Ignoro si los toros te gustan mucho, poco, o nada. Una corrida es un compendio de posibilidades que los aficionados y curiosos eligen para pasar un par de horas. Puedes estar atento al ruedo que es donde se mueven picadores, banderilleros y maestros para lidiar conforme a los cánones previstos, pero siempre todo dependerá del juego que den los morlacos. La otra posibilidad es fijarte en los alrededores, es decir, la música, los capotes, peinetas y mantillas, el olor a Montecristo, paseíllos…Hay gente para todo, pero una buena tarde en la que se alineen todos los astros a favor del espectáculo suele ser difícil.

Cuanto mayor es la expectativa, mayor es la decepción. Se juntan una buena ganadería con tres buenos trencillas. Las gradas se abarrotan a la espera de la jornada redonda e inolvidable. Sale el primero. Ni fu, ni fa. Sale el segundo, tampoco. El tercero tiene un par de pases, pero no conecta. El cuarto se devuelve a corrales porque no da la talla. Es entonces cuando ya se han instalado el desánimo y el desencanto. Se oye un murmullo alrededor del albero. El quinto. Cuenta la tradición, no sé el porqué, que “no hay quinto malo”, que un toro puede salvar la jornada. Todo el mundo mira al portón, atento a la salida de la última esperanza. Puede pasar cualquier cosa. Si sale un toro redondo, el público se conforma aunque el resto del cartel no haya merecido la pena.

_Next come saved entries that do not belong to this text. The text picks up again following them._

//! The tasker: the shared queue every device worker draws from.
//!
//! Building a tasker freezes a plan into an id-addressed forest and seeds the
//! result arena with one record per suite, case and step. Workers then pull
//! cases with [`Tasker::get`], report completion with [`Tasker::done`], and
//! block on [`Tasker::wait_change`] when nothing is currently eligible.
//!
//! Progress is tracked per suite as the number of direct children still
//! pending. A child suite reaching zero decrements its parent, so
//! [`Tasker::join`] can answer "is the whole forest drained" by looking at
//! the roots alone.

use std::collections::{HashMap, HashSet, VecDeque};
use std::sync::Arc;
use std::time::Duration;

use parking_lot::Mutex;
use tokio::sync::Notify;

use crate::plan::{HookFn, StepFn, TestCase, TestNode, TestSuite};
use crate::result::{RecordId, RecordKind, ResultArena, SharedResults};

pub type TaskId = u32;

#[derive(Clone, Default)]
pub struct SuiteHooks {
    pub set_up_suite: Option<HookFn>,
    pub tear_down_suite: Option<HookFn>,
    pub set_up_case: Option<HookFn>,
    pub tear_down_case: Option<HookFn>,
}

pub struct SuiteNode {
    pub id: TaskId,
    pub parent: Option<TaskId>,
    pub name: String,
    pub record: RecordId,
    pub hooks: SuiteHooks,
}

pub struct StepEntry {
    pub name: String,
    pub record: RecordId,
    pub run: StepFn,
}

pub struct CaseNode {
    pub id: TaskId,
    pub parent: TaskId,
    /// Enclosing suite ids outermost-first, with this case's own id last.
    pub chain: Vec<TaskId>,
    pub name: String,
    pub record: RecordId,
    pub steps: Vec<StepEntry>,
}

struct Inner {
    queue: VecDeque<TaskId>,
    /// Direct children still pending, per suite.
    todo: HashMap<TaskId, usize>,
    /// Cases whose completion has been counted.
    done: HashSet<TaskId>,
}

pub struct Tasker {
    suites: HashMap<TaskId, Arc<SuiteNode>>,
    cases: HashMap<TaskId, Arc<CaseNode>>,
    roots: Vec<TaskId>,
    results: SharedResults,
    inner: Mutex<Inner>,
    changed: Notify,
}

fn case_count(suite: &TestSuite) -> usize {
    suite
        .children
        .iter()
        .map(|child| match child {
            TestNode::Case(_) => 1,
            TestNode::Suite(sub) => case_count(sub),
        })
        .sum()
}

struct Builder<'a> {
    arena: &'a mut ResultArena,
    suites: HashMap<TaskId, Arc<SuiteNode>>,
    cases: HashMap<TaskId, Arc<CaseNode>>,
    todo: HashMap<TaskId, usize>,
    next_id: TaskId,
}

impl Builder<'_> {
    fn alloc(&mut self) -> TaskId {
        let id = self.next_id;
        self.next_id += 1;
        id
    }

    fn add_suite(
        &mut self,
        suite: &TestSuite,
        parent: Option<TaskId>,
        parent_record: Option<RecordId>,
        chain: &[TaskId],
        order: &mut Vec<TaskId>,
    ) -> TaskId {
        let id = self.alloc();
        let record = self.arena.add(RecordKind::Suite, &suite.name, parent_record);
        let mut own_chain = chain.to_vec();
        own_chain.push(id);

        let mut pending = 0;
        for child in &suite.children {
            match child {
                TestNode::Case(case) => {
                    pending += 1;
                    self.add_case(case, id, record, &own_chain, order);
                }
                TestNode::Suite(sub) => {
                    // Suites without any case underneath are dropped outright.
                    if case_count(sub) == 0 {
                        continue;
                    }
                    pending += 1;
                    self.add_suite(sub, Some(id), Some(record), &own_chain, order);
                }
            }
        }

        self.todo.insert(id, pending);
        self.suites.insert(
            id,
            Arc::new(SuiteNode {
                id,
                parent,
                name: suite.name.clone(),
                record,
                hooks: SuiteHooks {
                    set_up_suite: suite.set_up_suite.clone(),
                    tear_down_suite: suite.tear_down_suite.clone(),
                    set_up_case: suite.set_up_case.clone(),
                    tear_down_case: suite.tear_down_case.clone(),
                },
            }),
        );
        id
    }

    fn add_case(
        &mut self,
        case: &TestCase,
        parent: TaskId,
        parent_record: RecordId,
        chain: &[TaskId],
        order: &mut Vec<TaskId>,
    ) {
        let id = self.alloc();
        let record = self.arena.add(RecordKind::Case, &case.name, Some(parent_record));
        let mut steps = Vec::new();
        for step in &case.steps {
            let step_record = self.arena.add(RecordKind::Step, &step.name, Some(record));
            if let Some(rec) = self.arena.record_mut(step_record) {
                rec.func = step.func.clone();
                rec.args = step.args.clone();
            }
            steps.push(StepEntry {
                name: step.name.clone(),
                record: step_record,
                run: Arc::clone(&step.run),
            });
        }
        let mut full_chain = chain.to_vec();
        full_chain.push(id);
        self.cases.insert(
            id,
            Arc::new(CaseNode {
                id,
                parent,
                chain: full_chain,
                name: case.name.clone(),
                record,
                steps,
            }),
        );
        order.push(id);
    }
}

impl Tasker {
    pub fn build(plan: Vec<TestSuite>) -> Arc<Tasker> {
        let results: SharedResults = Arc::new(Mutex::new(ResultArena::new()));
        let mut roots = Vec::new();
        let mut per_root: Vec<Vec<TaskId>> = Vec::new();

        let (suites, cases, todo) = {
            let mut arena = results.lock();
            let mut builder = Builder {
                arena: &mut arena,
                suites: HashMap::new(),
                cases: HashMap::new(),
                todo: HashMap::new(),
                next_id: 0,
            };
            for suite in &plan {
                if case_count(suite) == 0 {
                    tracing::warn!(suite = %suite.name, "skipping suite with no cases");
                    continue;
                }
                let mut order = Vec::new();
                let id = builder.add_suite(suite, None, None, &[], &mut order);
                roots.push(id);
                per_root.push(order);
            }
            (builder.suites, builder.cases, builder.todo)
        };

        // Interleave the roots so several devices spread across them instead
        // of all piling onto the first suite.
        let mut queue = VecDeque::new();
        let mut index = 0;
        loop {
            let mut any = false;
            for order in &per_root {
                if let Some(&id) = order.get(index) {
                    queue.push_back(id);
                    any = true;
                }
            }
            if !any {
                break;
            }
            index += 1;
        }

        Arc::new(Tasker {
            suites,
            cases,
            roots,
            results,
            inner: Mutex::new(Inner {
                queue,
                todo,
                done: HashSet::new(),
            }),
            changed: Notify::new(),
        })
    }

    pub fn results(&self) -> SharedResults {
        Arc::clone(&self.results)
    }

    pub fn roots(&self) -> &[TaskId] {
        &self.roots
    }

    pub fn suite(&self, id: TaskId) -> Option<Arc<SuiteNode>> {
        self.suites.get(&id).cloned()
    }

    /// Cases still waiting in the queue, optionally restricted to one
    /// subtree.
    pub fn count(&self, from: Option<TaskId>) -> usize {
        let inner = self.inner.lock();
        match from {
            None => inner.queue.len(),
            Some(from) => inner
                .queue
                .iter()
                .filter(|id| {
                    self.cases
                        .get(id)
                        .is_some_and(|case| case.chain.contains(&from))
                })
                .count(),
        }
    }

    /// Takes the next eligible case. With `from` set, only cases under that
    /// task qualify; any case whose chain touches `exclude` is skipped.
    pub fn get(&self, from: Option<TaskId>, exclude: &[TaskId]) -> Option<Arc<CaseNode>> {
        let mut inner = self.inner.lock();
        let position = inner.queue.iter().position(|id| {
            match self.cases.get(id) {
                Some(case) => {
                    from.is_none_or(|f| case.chain.contains(&f))
                        && !case.chain.iter().any(|t| exclude.contains(t))
                }
                None => false,
            }
        })?;
        let id = inner.queue.remove(position)?;
        self.cases.get(&id).cloned()
    }

    /// Returns a case to the queue so another worker can take it.
    pub fn put(&self, id: TaskId) {
        if self.cases.contains_key(&id) {
            self.inner.lock().queue.push_front(id);
            self.changed.notify_waiters();
        }
    }

    /// Counts a case as finished and cascades the progress up its chain.
    /// Counting is once per case, no matter how many workers report it.
    pub fn done(&self, case: &CaseNode) {
        let mut inner = self.inner.lock();
        if !inner.done.insert(case.id) {
            return;
        }
        for &suite in case.chain[..case.chain.len() - 1].iter().rev() {
            let Some(count) = inner.todo.get_mut(&suite) else {
                break;
            };
            if *count == 0 {
                break;
            }
            *count -= 1;
            if *count != 0 {
                break;
            }
            // This suite just drained; its parent loses one pending child.
        }
        drop(inner);
        self.changed.notify_waiters();
    }

    /// Reverses [`Tasker::done`] for a case being put back. A case that was
    /// never counted leaves the counters untouched.
    pub fn undone(&self, case: &CaseNode) {
        let mut inner = self.inner.lock();
        if !inner.done.remove(&case.id) {
            return;
        }
        for &suite in case.chain[..case.chain.len() - 1].iter().rev() {
            let Some(count) = inner.todo.get_mut(&suite) else {
                break;
            };
            let was_zero = *count == 0;
            *count += 1;
            if !was_zero {
                break;
            }
        }
        drop(inner);
        self.changed.notify_waiters();
    }

    /// True when every root suite has at most `threshold` pending children.
    /// `join(0)` is full completion.
    pub fn join(&self, threshold: usize) -> bool {
        let inner = self.inner.lock();
        self.roots
            .iter()
            .all(|root| inner.todo.get(root).is_none_or(|&n| n <= threshold))
    }

    /// Direct children still pending under `id`. Unknown ids read as drained.
    pub fn todo(&self, id: TaskId) -> usize {
        self.inner.lock().todo.get(&id).copied().unwrap_or(0)
    }

    /// True when the only queued cases (under `from`, or anywhere) are ones
    /// `exclude` rules out. Such a worker can leave: the work left is not for
    /// it.
    pub fn excluded_remaining(&self, from: Option<TaskId>, exclude: &[TaskId]) -> bool {
        let inner = self.inner.lock();
        let mut any = false;
        let all = inner
            .queue
            .iter()
            .filter_map(|id| self.cases.get(id))
            .filter(|case| from.is_none_or(|f| case.chain.contains(&f)))
            .all(|case| {
                any = true;
                case.chain.iter().any(|t| exclude.contains(t))
            });
        any && all
    }

    /// Parks until the queue or the counters change, or `limit` elapses.
    pub async fn wait_change(&self, limit: Duration) {
        let _ = tokio::time::timeout(limit, self.changed.notified()).await;
    }

    /// Wakes every parked waiter without a state change.
    pub fn kick(&self) {
        self.changed.notify_waiters();
    }
}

El fútbol se parece bastante a esto, porque muchas tardes se anuncian partidos que atraen. Compiten buenos equipos que cuentan con estupendos futbolistas. A veces se añade un poco de tensión porque ambos se juegan mucho. Los medios jaleamos la semana y los aficionados hacen cola en las taquillas. Se vende todo el papel y, como en los casinos, no va más. Si los árbitros no aciertan, si el fútbol es raquítico, si el respetable se enfada, asoman en las gradas centenares de pañuelos blancos, como en los toros, pidiendo metafóricamente la oreja del culpable. Una forma de protestar que va cayendo en desuso.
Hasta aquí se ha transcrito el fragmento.